Most people don’t know that many who call for rescues or use their emergency beacons to call SOS actually aren’t in a life-threatening situation. Rather, many of these callers are not prepared for their mountain objective and are looking for an easy way out of an unexpected, but non-emergency predicament.
The truth is that sometimes there is no easy way out of the mountains.
The members of the Search and Rescue team are experienced mountain travelers, but even for them, a backcountry rescue can be a highly risky endeavor and usually takes between 6 and 24 hours because of how remote and technical the terrain is, the distance to trailheads, and the time required to organize and transport people and equipment for a rescue mission.
To compound this, more people have been visiting Inyo County each summer, as recreating outdoors (and sharing locations on social media) grows in popularity. Not only has this meant an increased volume of visitors, but also an increasing proportion of those visitors being fairly new to the outdoors.
Being active is so good for us, and our public lands offer some of the most astonishing beauty; we are glad to welcome new people from more diverse communities to share it. We know that being informed is essential to recreate safely here, where activities that get you moving become alarmingly hard at altitude.

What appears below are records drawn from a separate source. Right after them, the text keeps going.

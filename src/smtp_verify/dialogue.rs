//! The probe dialogue as an I/O-free state machine.
//!
//! [`Dialogue::on_bytes`] is fed whatever the socket produced. It buffers
//! until a complete reply is available, then either names the next command
//! to send or finishes with a [`ProbeOutcome`]. When several replies arrive
//! together, the last one answers the current stage.

use tracing::debug;

use super::error::SessionError;
use super::options::SmtpProbeOptions;
use super::types::{ProbeOutcome, SmtpReply, Stage};

/// The commands a probe will send, fixed before connecting.
#[derive(Debug, Clone, PartialEq, Eq)]
pub(crate) struct Envelope {
    pub helo: String,
    pub mail_from: String,
    pub recipient: String,
}

impl Envelope {
    pub(crate) fn new(recipient: &str, options: &SmtpProbeOptions) -> Self {
        let domain = recipient
            .rsplit_once('@')
            .map(|(_, domain)| domain)
            .unwrap_or(recipient);
        Self {
            helo: options.helo_name(domain).into_owned(),
            mail_from: options.mail_from(domain).into_owned(),
            recipient: recipient.to_string(),
        }
    }
}

#[derive(Debug, Clone, PartialEq, Eq)]
pub(crate) enum Step {
    /// No complete reply buffered yet.
    Pending,
    /// Send this command (without CRLF) and keep reading.
    Send(String),
    /// The dialogue is over; `QUIT` should follow.
    Finished(ProbeOutcome),
}

#[derive(Debug)]
pub(crate) struct Dialogue {
    stage: Stage,
    buffer: Vec<u8>,
    envelope: Envelope,
}

impl Dialogue {
    pub(crate) fn new(envelope: Envelope) -> Self {
        Self {
            stage: Stage::Greeting,
            buffer: Vec::new(),
            envelope,
        }
    }

    pub(crate) fn stage(&self) -> Stage {
        self.stage
    }

    pub(crate) fn on_bytes(&mut self, bytes: &[u8]) -> Result<Step, SessionError> {
        self.buffer.extend_from_slice(bytes);
        let mut last = None;
        while let Some(reply) = take_reply(&mut self.buffer) {
            last = Some(reply?);
        }
        match last {
            None => Ok(Step::Pending),
            Some(reply) => Ok(self.advance(reply)),
        }
    }

    fn advance(&mut self, reply: SmtpReply) -> Step {
        debug!(stage = %self.stage, code = reply.code, "S: {}", reply.text());

        match self.stage {
            Stage::RcptTo if reply.code == Stage::RcptTo.expected_code() => {
                Step::Finished(ProbeOutcome::accepted(&reply))
            }
            Stage::RcptTo => Step::Finished(ProbeOutcome::rejected(&reply)),
            stage if reply.code != stage.expected_code() => {
                Step::Finished(ProbeOutcome::rejected(&reply))
            }
            Stage::Greeting => {
                let command = format!("HELO {}", self.envelope.helo);
                self.stage = Stage::Helo;
                Step::Send(command)
            }
            Stage::Helo => {
                let command = format!("MAIL FROM:<{}>", self.envelope.mail_from);
                self.stage = Stage::MailFrom;
                Step::Send(command)
            }
            Stage::MailFrom => {
                let command = format!("RCPT TO:<{}>", self.envelope.recipient);
                self.stage = Stage::RcptTo;
                Step::Send(command)
            }
        }
    }
}

/// Removes one complete reply from the front of `buffer`.
///
/// A reply is complete once a line without the `NNN-` continuation marker has
/// been terminated by `\n`. Returns `None` while more bytes are needed.
pub(crate) fn take_reply(buffer: &mut Vec<u8>) -> Option<Result<SmtpReply, SessionError>> {
    let mut start = 0;
    while let Some(offset) = buffer[start..].iter().position(|byte| *byte == b'\n') {
        let end = start + offset;
        let continuation = buffer[start..end].get(3) == Some(&b'-');
        if !continuation {
            let raw: Vec<u8> = buffer.drain(..=end).collect();
            return Some(parse_reply(&raw));
        }
        start = end + 1;
    }
    None
}

fn parse_reply(raw: &[u8]) -> Result<SmtpReply, SessionError> {
    let text = String::from_utf8_lossy(raw);
    let mut code = None;
    let mut lines = Vec::new();
    for line in text.lines() {
        let line = line.trim_end_matches('\r');
        let parsed = reply_code(line).ok_or_else(|| SessionError::malformed(line))?;
        code = Some(parsed);
        lines.push(line.get(4..).unwrap_or("").to_string());
    }
    Ok(SmtpReply {
        code: code.ok_or_else(|| SessionError::malformed(""))?,
        lines,
    })
}

/// Three digits, the first in `2..=5`, followed by a space, a `-` or nothing.
fn reply_code(line: &str) -> Option<u16> {
    let bytes = line.as_bytes();
    let digits = bytes.get(..3)?;
    if !digits.iter().all(u8::is_ascii_digit) || !(b'2'..=b'5').contains(&digits[0]) {
        return None;
    }
    if !matches!(bytes.get(3), None | Some(b' ' | b'-')) {
        return None;
    }
    line[..3].parse().ok()
}

#[cfg(test)]
mod tests {
    use super::*;

    fn dialogue() -> Dialogue {
        Dialogue::new(Envelope::new(
            "user@example.com",
            &SmtpProbeOptions::default(),
        ))
    }

    fn send(step: Step) -> String {
        match step {
            Step::Send(command) => command,
            other => panic!("expected a command, got {other:?}"),
        }
    }

    fn finished(step: Step) -> ProbeOutcome {
        match step {
            Step::Finished(outcome) => outcome,
            other => panic!("expected an outcome, got {other:?}"),
        }
    }

    fn reach_rcpt(d: &mut Dialogue) {
        send(d.on_bytes(b"220 mx.example.com ESMTP\r\n").unwrap());
        send(d.on_bytes(b"250 mx.example.com\r\n").unwrap());
        send(d.on_bytes(b"250 2.1.0 Ok\r\n").unwrap());
        assert_eq!(d.stage(), Stage::RcptTo);
    }

    #[test]
    fn walks_the_envelope_in_order() {
        let mut d = dialogue();
        assert_eq!(send(d.on_bytes(b"220 ready\r\n").unwrap()), "HELO localhost");
        assert_eq!(
            send(d.on_bytes(b"250 hello\r\n").unwrap()),
            "MAIL FROM:<postmaster@example.com>"
        );
        assert_eq!(
            send(d.on_bytes(b"250 ok\r\n").unwrap()),
            "RCPT TO:<user@example.com>"
        );
        let outcome = finished(d.on_bytes(b"250 2.1.5 Ok\r\n").unwrap());
        assert!(outcome.accepted);
        assert_eq!(outcome.response_code, 250);
    }

    #[test]
    fn waits_for_a_full_line() {
        let mut d = dialogue();
        assert_eq!(d.on_bytes(b"22").unwrap(), Step::Pending);
        assert_eq!(d.on_bytes(b"0 rea").unwrap(), Step::Pending);
        assert_eq!(send(d.on_bytes(b"dy\r\n").unwrap()), "HELO localhost");
    }

    #[test]
    fn multiline_reply_waits_for_final_line() {
        let mut d = dialogue();
        send(d.on_bytes(b"220-mx.example.com\r\n220 ESMTP\r\n").unwrap());
        assert_eq!(d.on_bytes(b"250-mx.example.com\r\n250-SIZE 1000\r\n").unwrap(), Step::Pending);
        assert_eq!(
            send(d.on_bytes(b"250 HELP\r\n").unwrap()),
            "MAIL FROM:<postmaster@example.com>"
        );
    }

    #[test]
    fn final_line_code_governs() {
        let mut d = dialogue();
        reach_rcpt(&mut d);
        let outcome = finished(d.on_bytes(b"250-looks fine\r\n550 5.1.1 no such user\r\n").unwrap());
        assert!(!outcome.accepted);
        assert_eq!(outcome.response_code, 550);
    }

    #[test]
    fn bare_newlines_are_accepted() {
        let mut d = dialogue();
        assert_eq!(send(d.on_bytes(b"220 ready\n").unwrap()), "HELO localhost");
    }

    #[test]
    fn rejected_greeting_ends_dialogue() {
        let mut d = dialogue();
        let outcome = finished(d.on_bytes(b"554 5.7.1 go away\r\n").unwrap());
        assert!(!outcome.accepted);
        assert!(!outcome.is_temporary);
        assert_eq!(outcome.response_code, 554);
        assert_eq!(d.stage(), Stage::Greeting);
    }

    #[test]
    fn busy_greeting_is_temporary() {
        let mut d = dialogue();
        let outcome = finished(d.on_bytes(b"421 too busy\r\n").unwrap());
        assert!(outcome.is_temporary);
    }

    #[test]
    fn unexpected_success_code_is_a_rejection() {
        let mut d = dialogue();
        send(d.on_bytes(b"220 ready\r\n").unwrap());
        let outcome = finished(d.on_bytes(b"220 again?\r\n").unwrap());
        assert!(!outcome.accepted);
        assert!(!outcome.is_temporary);
        assert_eq!(outcome.response_code, 220);
    }

    #[test]
    fn mail_from_soft_failure_stops_before_rcpt() {
        let mut d = dialogue();
        send(d.on_bytes(b"220 ready\r\n").unwrap());
        send(d.on_bytes(b"250 hello\r\n").unwrap());
        let outcome = finished(d.on_bytes(b"451 4.7.1 greylisted\r\n").unwrap());
        assert!(outcome.is_temporary);
        assert_eq!(outcome.response_text, "4.7.1 greylisted");
        assert_eq!(d.stage(), Stage::MailFrom);
    }

    #[test]
    fn rcpt_codes_other_than_250_reject() {
        for (bytes, code, temporary) in [
            (&b"550 5.1.1 unknown\r\n"[..], 550, false),
            (&b"452 4.2.2 mailbox full\r\n"[..], 452, true),
            (&b"251 will forward\r\n"[..], 251, false),
        ] {
            let mut d = dialogue();
            reach_rcpt(&mut d);
            let outcome = finished(d.on_bytes(bytes).unwrap());
            assert!(!outcome.accepted);
            assert_eq!(outcome.response_code, code);
            assert_eq!(outcome.is_temporary, temporary);
        }
    }

    #[test]
    fn garbage_is_malformed() {
        let mut d = dialogue();
        let err = d.on_bytes(b"hello there\r\n").expect_err("should fail");
        assert!(matches!(err, SessionError::MalformedReply(_)));
    }

    #[test]
    fn last_of_several_buffered_replies_answers() {
        let mut d = dialogue();
        send(d.on_bytes(b"220 hi\r\n").unwrap());
        assert_eq!(
            send(d.on_bytes(b"250 hello\r\n250 again\r\n").unwrap()),
            "MAIL FROM:<postmaster@example.com>"
        );
        assert_eq!(
            send(d.on_bytes(b"250 sender ok\r\n").unwrap()),
            "RCPT TO:<user@example.com>"
        );
        let outcome = finished(d.on_bytes(b"550 no such user\r\n").unwrap());
        assert!(!outcome.accepted);
        assert_eq!(outcome.response_code, 550);
        assert_eq!(outcome.response_text, "no such user");
    }

    #[test]
    fn trailing_partial_reply_stays_buffered() {
        let mut d = dialogue();
        assert_eq!(send(d.on_bytes(b"220 hi\r\n250 ear").unwrap()), "HELO localhost");
        assert_eq!(
            send(d.on_bytes(b"ly\r\n").unwrap()),
            "MAIL FROM:<postmaster@example.com>"
        );
    }

    #[test]
    fn reply_codes_need_three_digits() {
        for raw in [
            &b"+25 weird\r\n"[..],
            &b"25 short\r\n"[..],
            &b"025 low\r\n"[..],
            &b"2500 long\r\n"[..],
            &b"abc nope\r\n"[..],
            &b"\r\n"[..],
        ] {
            let mut buffer = raw.to_vec();
            let reply = take_reply(&mut buffer).expect("complete line");
            assert!(
                matches!(reply, Err(SessionError::MalformedReply(_))),
                "{:?}",
                String::from_utf8_lossy(raw)
            );
        }

        let mut buffer = b"250\r\n".to_vec();
        let reply = take_reply(&mut buffer).expect("complete").expect("valid");
        assert_eq!(reply.code, 250);
        assert_eq!(reply.text(), "");
    }

    #[test]
    fn take_reply_leaves_following_bytes() {
        let mut buffer = b"250 ok\r\n220 next".to_vec();
        let reply = take_reply(&mut buffer).expect("complete").expect("valid");
        assert_eq!(reply.code, 250);
        assert_eq!(buffer, b"220 next");
        assert!(take_reply(&mut buffer).is_none());
    }

    #[test]
    fn envelope_uses_recipient_domain_for_sender() {
        let options = SmtpProbeOptions {
            helo_domain: "probe.example.net".to_string(),
            ..SmtpProbeOptions::default()
        };
        let envelope = Envelope::new("a@b.example", &options);
        assert_eq!(envelope.helo, "probe.example.net");
        assert_eq!(envelope.mail_from, "postmaster@b.example");
    }
}
use clap::{Parser, Subcommand};
use mailprobe_lib::{SmtpProbeOptions, VerifyOptions};

#[derive(Parser, Debug)]
#[command(name = "mailprobe-cli", version, about = "SMTP deliverability probe")]
pub struct Cli {
    #[command(subcommand)]
    pub cmd: Option<Commands>,

    /// lit des adresses depuis stdin (une par ligne)
    #[arg(long)]
    pub stdin: bool,

    /// write report to file (JSON/NDJSON/CSV selon --format)
    #[arg(long)]
    pub out: Option<String>,

    /// format: human|json|ndjson|csv
    #[arg(long, default_value = "human")]
    pub format: String,

    /// attach the probed MX host to each result
    #[arg(long)]
    pub debug: bool,

    /// nom utilisé pour HELO
    #[arg(long)]
    pub helo: Option<String>,

    /// enveloppe MAIL FROM (par défaut postmaster@domaine)
    #[arg(long = "from")]
    pub mail_from: Option<String>,

    /// SMTP port
    #[arg(long, default_value_t = 25)]
    pub port: u16,

    /// nombre maximum d'MX interrogés
    #[arg(long = "max-mx", default_value_t = 1)]
    pub max_mx: usize,

    /// DNS timeout (ms), MX and address lookups together
    #[arg(long = "dns-timeout-ms", default_value_t = 5_000)]
    pub dns_timeout_ms: u64,

    /// timeout of one SMTP dialogue (ms)
    #[arg(long = "smtp-timeout-ms", default_value_t = 30_000)]
    pub smtp_timeout_ms: u64,

    /// skip the catch-all probe after an acceptance
    #[arg(long = "no-catch-all")]
    pub no_catch_all: bool,

    /// debug logs on stderr (overrides RUST_LOG)
    #[arg(short, long)]
    pub verbose: bool,
}

#[derive(Subcommand, Debug)]
pub enum Commands {
    Verify {
        /// adresse e-mail à tester
        email: String,
    },
}

impl Cli {
    pub fn parse() -> Self {
        <Self as Parser>::parse()
    }

    pub fn clap_command() -> clap::Command {
        <Self as clap::CommandFactory>::command()
    }

    pub fn verify_options(&self) -> VerifyOptions {
        let mut probe = SmtpProbeOptions {
            port: self.port,
            timeout_ms: self.smtp_timeout_ms,
            ..SmtpProbeOptions::default()
        };
        if let Some(helo) = &self.helo {
            probe.helo_domain = helo.clone();
        }
        if let Some(from) = &self.mail_from {
            probe.mail_from = from.clone();
        }

        VerifyOptions {
            debug: self.debug,
            dns_timeout_ms: self.dns_timeout_ms,
            max_mx: self.max_mx.max(1),
            catch_all: !self.no_catch_all,
            probe,
        }
    }
}
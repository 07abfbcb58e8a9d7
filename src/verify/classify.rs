use crate::smtp_verify::{ProbeFailure, ProbeOutcome};

use super::types::{Confidence, VerificationResult};

pub const INVALID_FORMAT: &str = "Invalid email format";
pub const DOMAIN_MISSING: &str = "Domain does not exist";
pub const NO_MX_DOMAIN_EXISTS: &str = "No MX record, domain exists";
pub const ACCEPTED_CATCH_ALL: &str = "Email accepted but domain is catch-all";
pub const ACCEPTED: &str = "Email accepted by mail server";
pub const REJECTED: &str = "Email rejected by mail server";
pub const TIMED_OUT: &str = "SMTP server timeout (domain likely valid)";

pub(crate) fn invalid_format() -> VerificationResult {
    VerificationResult::new(false, Confidence::Invalid, INVALID_FORMAT, false)
}

pub(crate) fn domain_missing() -> VerificationResult {
    VerificationResult::new(false, Confidence::Invalid, DOMAIN_MISSING, false)
}

pub(crate) fn no_mx_domain_exists() -> VerificationResult {
    VerificationResult::new(true, Confidence::Low, NO_MX_DOMAIN_EXISTS, false)
}

/// DNS or SMTP timeouts are read optimistically.
pub(crate) fn timed_out() -> VerificationResult {
    VerificationResult::new(true, Confidence::Medium, TIMED_OUT, false)
}

/// Maps a probe outcome and the catch-all check onto a verdict.
///
/// Soft rejections count as valid with medium confidence: servers throttle
/// probes far more often than they signal a missing mailbox with a 4xx.
pub(crate) fn classify_probe(outcome: &ProbeOutcome, is_catch_all: bool) -> VerificationResult {
    if outcome.accepted {
        return if is_catch_all {
            VerificationResult::new(true, Confidence::Medium, ACCEPTED_CATCH_ALL, true)
        } else {
            VerificationResult::new(true, Confidence::High, ACCEPTED, false)
        };
    }

    match outcome.failure {
        Some(ProbeFailure::TimedOut) => timed_out(),
        Some(ProbeFailure::Connection) => VerificationResult::new(
            false,
            Confidence::Low,
            outcome.response_text.clone(),
            false,
        ),
        None if outcome.is_temporary => VerificationResult::new(
            true,
            Confidence::Medium,
            format!(
                "Temporary rejection ({}): {}",
                outcome.response_code, outcome.response_text
            ),
            false,
        ),
        None if outcome.response_code >= 500 => VerificationResult::new(
            false,
            Confidence::Invalid,
            format!(
                "Permanently rejected ({}): {}",
                outcome.response_code, outcome.response_text
            ),
            false,
        ),
        None => VerificationResult::new(false, Confidence::Invalid, REJECTED, false),
    }
}
#![forbid(unsafe_code)]
//! mailprobe_lib: checks whether an e-mail address is deliverable by asking
//! its mail exchanger, without sending a message.
//!
//! ```no_run
//! # async fn run() -> Result<(), mailprobe_lib::VerifyError> {
//! let result = mailprobe_lib::verify("alice@example.com").await?;
//! println!("{result}");
//! # Ok(())
//! # }
//! ```

pub mod mx;
pub mod smtp_verify;
pub mod validator;
mod verify;

pub use mx::{DnsError, MxRecord};
pub use smtp_verify::{ProbeOutcome, SmtpProbeOptions, detect_catch_all, probe_mailbox};
pub use validator::{EmailError, EmailParts, extract_address, extract_domain};
pub use verify::{
    Confidence, DebugInfo, VerificationResult, VerifyError, VerifyOptions, classify,
    verify, verify_with_options,
};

Altitude sickness can be life-threatening, trail steepness may be surprising, and dehydration or a twisted ankle can seem like dire issues when the path home is through difficult, unfamiliar terrain.
Inyo County Search and Rescue wants to help these visitors know what they’re getting into, and to support them to develop and enhance their skills and knowledge so they have a positive experience with minimized risk.
To create the STOP guide, veteran SAR members analyzed data on the types of calls they get most often, and used it to develop a guide which would enable visitors to prevent those kinds of situations in the first place, and hopefully bring the volume of calls down.
The campaign features postcards and other visuals for Visitor Centers and other common hiker contact points; a social media campaign to get the word out to people planning a hike or a trip here (they will use hashtags #STOPforSafeHiking and #InyoSAR); and a new section of the team’s website, inyosar.com/psar.
“If sharing what we know can help prevent a rescue or minimize how many severe incidents we see, we’ll consider this a win for everyone.” said a representative of Inyo SAR.
Remember: Mountain Safety is No Accident.